Софичка | страница 87



Софичка, конечно, не собиралась никогда простить брату убийство мужа. Но странным образом в ней это твердое решение сочеталось с гордостью за благополучие, богатство и высокое положение брата, о чем она, конечно, слышала. Она считала, что брат ее — умный человек, большой знаток табачного дела, и богатство его — следствие его трудолюбия и тонких знаний. И она тайно гордилась им, его хорошей семьей, его особняком, его машинами. «Хорошо, что один из наших добился всего», — думала она.

Нури правильно рассчитал, привезя подарки Зарифе, каясь в своем грехе и прося Зарифу ничего о его приезде не рассказывать Софичке. Зарифа, конечно, все рассказала Софичке. Она даже преувеличенно долго говорила о его покаянии. И она, желая поближе сойтись с таким богатым и щедрым родственником, почти униженно просила Софичку простить его. Софичке было приятно, что обычно почти надменная с ней Зарифа так кротко и настойчиво умоляет ее простить брата. И ей было приятно, что у нее такой богатый и щедрый брат, а ее гордая Зарифа заискивающе ищет сближения с ним.

— Пусть он тебе помогает, если хочет, — сказала Софичка, — но прощения от меня ему не будет.

И вот прошел год с тех пор, как Софичка перешла жить в Большой Дом. Был чудный сентябрьский день. Солнце жарко светило, но в табачном сарае, устланном свежим папоротником, где сидела Софичка и низала табак, было прохладно и тихо. Пахло усыхающим табаком и папоротниковым духом. Редкие струи ветерка время от времени доносили сюда запах зреющего винограда.

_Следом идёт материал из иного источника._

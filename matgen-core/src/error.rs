use thiserror::Error;

#[derive(Debug, Error)]
pub enum GeneratorError {
    #[error("Invalid graph: {0}")]
    InvalidGraph(String),

    #[error("Cycle detected involving node '{0}'")]
    CycleDetected(String),

    #[error("Unresolved input pin '{pin}' on node '{node}'")]
    UnresolvedPin { node: String, pin: String },

    #[error("Type error: {0}")]
    TypeError(String),

    #[error("Unknown identifier '{0}'")]
    UnknownIdentifier(String),
}

pub type Result<T> = std::result::Result<T, GeneratorError>;

// Bail macros, one per error class.

#[macro_export]
macro_rules! bail_graph {
    ($($arg:tt)*) => {
        return Err($crate::error::GeneratorError::InvalidGraph(format!($($arg)*)))
    };
}

#[macro_export]
macro_rules! bail_type {
    ($($arg:tt)*) => {
        return Err($crate::error::GeneratorError::TypeError(format!($($arg)*)))
    };
}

— Хороших тебе трудов, — вдруг услышала она голос своего брата Нури.

Софичка подняла голову. Он стоял в дверях табачного сарая, коренастый, среднего роста, в кожаном черном пиджаке. Такие пиджаки сейчас носили в городе некоторые люди. Не из последних.

Софичка удивилась, что не услышала ни его машины, которую он, видимо, остановил на дороге, ни его собственных шагов.

— Здравствуй, — сказала она, но навстречу ему не поднялась. Снова приподняла низальную иглу и стала низать табак. Брат продолжал молча стоять в дверях. В тишине раздавалось только быстрое цоканье нанизываемых на иглу свежих табачных листьев. Цок! Цок! Цок! Цок!

У Нури сжалось от жалости сердце при виде Софички. Он ее так давно не видел. Ей было пятьдесят лет, но она ему показалась вконец усохшей старушкой. Только большие лучистые глаза не изменились. На ее похудевшем лице они казались еще больше.

— Зачем приехал? — спросила Софичка, наполнив табачную иглу листьями и резким движением руки сдергивая листья на шнур, продетый в иглу.